Your homeowner’s policy also provides off-premises coverage. This means that the policy covers your belongings against theft even when they are not inside your home. Your insurer will reimburse you for the cost of replacing your suitcase and its contents if it were lost or stolen while you were on vacation, but only for replacing them with items of like kind and quality.

Basic Coverage included in Homeowner's insurance

The homeowner’s insurance policy is a package policy that combines more than one type of insurance coverage in a single policy. There are four types of coverages that are contained in the homeowner’s policy: dwelling and personal property, personal liability, medical payments, and additional living expenses.

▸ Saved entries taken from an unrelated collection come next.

//! Cooperative shutdown signalling
//!
//! A single sender flips the flag; every worker, the resource monitor, and
//! any sleep inside the retry loop can race against it so an interrupt is
//! observed within one polling cycle.

use tokio::sync::watch;

/// Receiving half of the shutdown signal
#[derive(Debug, Clone)]
pub struct ShutdownToken {
    rx: watch::Receiver<bool>,
}

impl ShutdownToken {
    /// Non-blocking check of the shutdown flag
    pub fn is_shutdown(&self) -> bool {
        *self.rx.borrow()
    }

    /// Waits until shutdown is signalled
    pub async fn wait(&mut self) {
        // Already signalled: changed() would miss a value sent before this
        // receiver was cloned, so check the current value first.
        if *self.rx.borrow() {
            return;
        }
        let _ = self.rx.changed().await;
    }
}

/// Sending half of the shutdown signal
#[derive(Debug)]
pub struct ShutdownSender {
    tx: watch::Sender<bool>,
}

impl ShutdownSender {
    /// Signals shutdown to every token
    pub fn shutdown(&self) {
        let _ = self.tx.send(true);
    }
}

/// Creates a connected shutdown channel
pub fn shutdown_channel() -> (ShutdownSender, ShutdownToken) {
    let (tx, rx) = watch::channel(false);
    (ShutdownSender { tx }, ShutdownToken { rx })
}

#[cfg(test)]
mod tests {
    use super::*;
    use std::time::Duration;

    #[test]
    fn test_initially_not_shutdown() {
        let (_sender, token) = shutdown_channel();
        assert!(!token.is_shutdown());
    }

    #[test]
    fn test_flag_visible_after_signal() {
        let (sender, token) = shutdown_channel();
        sender.shutdown();
        assert!(token.is_shutdown());
    }

    #[tokio::test]
    async fn test_wait_returns_after_signal() {
        let (sender, mut token) = shutdown_channel();

        let waiter = tokio::spawn(async move {
            token.wait().await;
        });

        tokio::time::sleep(Duration::from_millis(20)).await;
        sender.shutdown();

        tokio::time::timeout(Duration::from_secs(1), waiter)
            .await
            .expect("wait() should return after shutdown")
            .unwrap();
    }

    #[tokio::test]
    async fn test_wait_returns_when_already_signalled() {
        let (sender, mut token) = shutdown_channel();
        sender.shutdown();

        tokio::time::timeout(Duration::from_millis(100), token.wait())
            .await
            .expect("wait() should return immediately when already signalled");
    }
}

Why you need a Homeowner Insurance?

The largest single investment most consumers make is in their home. The consumer can protect his or her home, possessions, and liability with a homeowner’s insurance policy.

In addition to its availability to homeowners, similar coverage is available to those who rent homes or apartments. These policies are referred to as tenants’ or renters’ homeowner’s policies. If you are a renter, you do not need protection against damage to the building itself, but you do need protection against damage to or theft of your personal property and liability in the event someone falls or gets hurt on the part of the premises you rent.

A condominium owner may purchase a condominium homeowner’s policy to insure personal property. Some policies may also include any additions or alterations not insured by the condominium association. It is important to check with your condominium association and your agent before buying a policy to make sure you are adequately covered.

What is homeowner insurance?

Homeowners is one of the most popular forms of personal insurance on the market. The typical homeowners policy has two main sections: Section I covers your property, and Section II provides personal liability coverage (to cover you in case of lawsuits arising from things that happen on your property). Almost anyone who owns or leases property should have this type of insurance. Often, homeowners insurance is required by lenders as a requirement to obtain a mortgage.